Guerreira e com muita dedicação ela diz que a "luta do câncer continua”. Dilson acaba de ser diagnosticado com outro nódulo maligno, desta vez no pulmão.
“São quatro anos lutando com ele nesse tratamento que envolve desde exames a quimioterapia. Isso abalou a nossa família em todos os quesitos. Isso sim é uma dificuldade pra gente conviver 24 horas com o sofrimento do marido, do pai, do irmão”, desabafa Caroliny.
A partir de maio de 2018, a previsão é concentrar todos os procedimentos no hospital do Amor, quando serão inauguradas as alas mais importantes, internações, com 120 leitos; 20 leitos de UTI, cinco salas cirúrgicas de grande porte, quatro salas cirúrgicas de pequeno porte; a ressonância e a radioterapia estão sendo implantados. “Com isso fechamos o complexo hospitalar de tratamento de câncer no estado”, diz o diretor Jean Negreiros.
Voluntários
As doações para o hospital chegam também em forma de voluntários. Atualmente, existem três no grupo “voluntários do amor”: uma cabeleireira, uma servidora pública e um pastor, que nas quintas-feiras fazem ação social no hospital e na Oncologia Infantil do Hospital de Base. São brincadeiras, jogos, palavras de encorajamento para todos os pacientes que ficam nas salas de recepção, de espera para os atendimentos e na quimioterapia.
A cabeleireira Ana Cruz, de 39 anos, também arrecada cabelos para fazer as perucas das mulheres que fazem a quimioterapia. As pessoas interessadas podem fazer as doações para ela mesma, no salão que fica localizado na Rua Belo Horizonte, 121, Bairro Embratel, em Porto Velho.

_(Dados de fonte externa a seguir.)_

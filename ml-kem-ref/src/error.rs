/// Errors used throughout this crate.
///
/// Every variant is a precondition violation by the caller. Implicit rejection during
/// decapsulation is not an error and never surfaces here.
#[derive(Clone, Debug, PartialEq, Eq, thiserror::Error)]
pub enum Error {
    /// A byte buffer does not have the fixed length required for its role.
    #[error("Invalid {what} length: expected {expected}, got {got}")]
    InvalidLength {
        /// The role of the buffer (`"ciphertext"`, `"encapsulation key"`, ...).
        what: &'static str,
        /// Expected length in bytes.
        expected: usize,
        /// Actual length in bytes.
        got: usize,
    },
    /// An integer input lies outside the domain of the operation.
    #[error("{what} out of range: {value} is not below {bound}")]
    OutOfRange {
        /// The name of the offending input.
        what: &'static str,
        /// The value that was supplied.
        value: u64,
        /// The exclusive upper bound of the domain.
        bound: u64,
    },
    /// A bit width that the codec does not support.
    #[error("Unsupported bit width d={d}")]
    UnsupportedWidth {
        /// The requested width in bits.
        d: usize,
    },
    /// An encapsulation key contains a 12-bit field that does not encode a value below q.
    #[error("Encapsulation key is not canonically encoded")]
    NonCanonicalKey,
    /// A fixed-output hash mode was asked for a different output length.
    #[error("Invalid output length for {mode}: expected {expected}, got {got}")]
    InvalidOutputLength {
        /// The hash mode.
        mode: &'static str,
        /// The digest size of the mode.
        expected: usize,
        /// The requested output length.
        got: usize,
    },
}

/// Result type used by this crate.
pub type Result<T> = core::result::Result<T, Error>;

impl Error {
    pub(crate) fn check_length(what: &'static str, expected: usize, got: usize) -> Result<()> {
        if expected == got {
            Ok(())
        } else {
            tracing::debug!(what, expected, got, "rejecting buffer of wrong length");
            Err(Error::InvalidLength {
                what,
                expected,
                got,
            })
        }
    }

    pub(crate) fn check_range(what: &'static str, value: impl Into<u64>, bound: u64) -> Result<()> {
        let value = value.into();
        if value < bound {
            Ok(())
        } else {
            tracing::debug!(what, value, bound, "rejecting out-of-range input");
            Err(Error::OutOfRange { what, value, bound })
        }
    }
}
use hybrid_array::{Array, ArraySize, typenum::U128};
use sha3::{
    Sha3_256, Sha3_512, Shake128, Shake256,
    digest::{ExtendableOutput, Update, XofReader},
};

use crate::error::{Error, Result};
use crate::util::{B32, B64, split_b64};

/// An incremental SHAKE instance: absorb any number of inputs, then squeeze any number of
/// outputs from the same stream.
pub(crate) enum ShakeState<Shake: ExtendableOutput> {
    Absorbing(Shake),
    Squeezing(Shake::Reader),
}

impl<Shake: ExtendableOutput + Default> Default for ShakeState<Shake> {
    fn default() -> Self {
        Self::Absorbing(Shake::default())
    }
}

impl<Shake: ExtendableOutput + Default + Clone> ShakeState<Shake> {
    pub(crate) fn absorb(mut self, input: &[u8]) -> Self {
        match &mut self {
            Self::Absorbing(sponge) => Update::update(sponge, input),
            Self::Squeezing(_) => unreachable!("absorb after squeeze"),
        }

        self
    }

    pub(crate) fn squeeze(&mut self, output: &mut [u8]) -> &mut Self {
        match self {
            Self::Absorbing(sponge) => {
                let mut reader = sponge.clone().finalize_xof();
                reader.read(output);
                *self = Self::Squeezing(reader);
            }
            Self::Squeezing(reader) => {
                reader.read(output);
            }
        }

        self
    }

    pub(crate) fn squeeze_new<N: ArraySize>(&mut self) -> Array<u8, N> {
        let mut v = Array::default();
        self.squeeze(&mut v);
        v
    }
}

/// SHAKE-128, the stream that `SampleNTT` draws from
pub(crate) type Xof = ShakeState<Shake128>;

/// SHAKE-256, the primitive behind `J` and `PRF`
pub(crate) type Shake256State = ShakeState<Shake256>;

/// The output of `PRF_eta` for `eta = 2`
pub(crate) type PrfOutput = Array<u8, U128>;

fn sha3_512(inputs: &[&[u8]]) -> B64 {
    use sha3::digest::Digest;

    let mut h = Sha3_512::new();
    for input in inputs {
        Digest::update(&mut h, input);
    }
    let out = h.finalize();
    Array::from_fn(|i| out[i])
}

fn sha3_256(inputs: &[&[u8]]) -> B32 {
    use sha3::digest::Digest;

    let mut h = Sha3_256::new();
    for input in inputs {
        Digest::update(&mut h, input);
    }
    let out = h.finalize();
    Array::from_fn(|i| out[i])
}

/// `G(c) = SHA3-512(c)`, split into two 32-byte halves
pub(crate) fn G(inputs: &[&[u8]]) -> (B32, B32) {
    split_b64(&sha3_512(inputs))
}

/// `H(s) = SHA3-256(s)`
pub(crate) fn H(input: &[u8]) -> B32 {
    sha3_256(&[input])
}

/// `J(s) = SHAKE-256(s, 32)`
pub(crate) fn J(inputs: &[&[u8]]) -> B32 {
    let mut state = inputs
        .iter()
        .fold(Shake256State::default(), |state, input| state.absorb(input));
    state.squeeze_new()
}

/// `PRF_2(s, b) = SHAKE-256(s || b, 128)`
pub(crate) fn PRF(s: &B32, b: u8) -> PrfOutput {
    Shake256State::default().absorb(s).absorb(&[b]).squeeze_new()
}

/// The hash modes of the shared Keccak sponge.  The discriminants are the mode selector values
/// of the hardware sponge controller.
#[derive(Copy, Clone, Debug, PartialEq, Eq)]
#[repr(u8)]
pub enum HashMode {
    /// SHA3-256, 32-byte digest
    Sha3_256 = 0,
    /// SHA3-512, 64-byte digest
    Sha3_512 = 1,
    /// SHAKE-128, any output length
    Shake128 = 2,
    /// SHAKE-256, any output length
    Shake256 = 3,
}

impl HashMode {
    fn name(self) -> &'static str {
        match self {
            Self::Sha3_256 => "SHA3-256",
            Self::Sha3_512 => "SHA3-512",
            Self::Shake128 => "SHAKE-128",
            Self::Shake256 => "SHAKE-256",
        }
    }
}

impl TryFrom<u8> for HashMode {
    type Error = Error;

    fn try_from(mode: u8) -> Result<Self> {
        match mode {
            0 => Ok(Self::Sha3_256),
            1 => Ok(Self::Sha3_512),
            2 => Ok(Self::Shake128),
            3 => Ok(Self::Shake256),
            _ => Err(Error::OutOfRange {
                what: "hash mode",
                value: mode.into(),
                bound: 4,
            }),
        }
    }
}

/// Hash `input` in the given mode, producing `out_len` bytes.
///
/// # Errors
///
/// Returns [`Error::InvalidOutputLength`] if a fixed-output mode is asked for anything other
/// than its digest size.
pub fn sponge(mode: HashMode, input: &[u8], out_len: usize) -> Result<Vec<u8>> {
    let fixed = |expected: usize, digest: &[u8]| {
        if out_len == expected {
            Ok(digest.to_vec())
        } else {
            Err(Error::InvalidOutputLength {
                mode: mode.name(),
                expected,
                got: out_len,
            })
        }
    };

    match mode {
        HashMode::Sha3_256 => fixed(32, &sha3_256(&[input])),
        HashMode::Sha3_512 => fixed(64, &sha3_512(&[input])),
        HashMode::Shake128 => {
            let mut out = vec![0u8; out_len];
            Xof::default().absorb(input).squeeze(&mut out);
            Ok(out)
        }
        HashMode::Shake256 => {
            let mut out = vec![0u8; out_len];
            Shake256State::default().absorb(input).squeeze(&mut out);
            Ok(out)
        }
    }
}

O grupo conta com cinco pessoas que fazem campanhas e promoções para ajudar as famílias.
“Quando as pessoas chegam ao hospital chegam desanimadas, sem perspectivas de vida e a gente chega com uma palavra de conforto, com amor, com brincadeiras. O agir de Deus é perfeito na vida das pessoas, garante o voluntário Saulo Silas.
Óbitos
Dados de 2016 apresentados pela enfermeira Rosângela Olsson e a psicóloga Rose Brito, da Coordenação de Vigilância Epidemiológica de Câncer da Agência de Vigilância Estadual de Vigilância em Saúde (Agevisa) mostram que 506 mulheres morreram de câncer em Rondônia, sendo as principais causas por neoplasia maligna registradas: câncer de mama, de brônquios e pulmões, do colo do útero, e câncer no estômago.
Com relação aos homens, o número de óbito foi maior. Foram 692 óbitos, sendo as principais causas por neoplasia maligna foram: próstata, brônquios e dos pulmões, estômago e fígado vias biliares intra-hepáticas.
A próxima campanha é o Novembro Azul, quando os homens são incentivados a fazer o exame de próstata.